* The problem
Return the records in full, with every character preserved.

(Entries taken from a collection)
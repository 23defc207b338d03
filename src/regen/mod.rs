//! Deferred restoration of terrain

pub mod scheduler;

pub use scheduler::{PendingReversion, ReversionScheduler};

* Response box
repository 23defc207b338d03
filename src/regen/mod.rs
//! Deferred restoration of terrain

pub mod scheduler;

pub use scheduler::{PendingReversion, ReversionScheduler};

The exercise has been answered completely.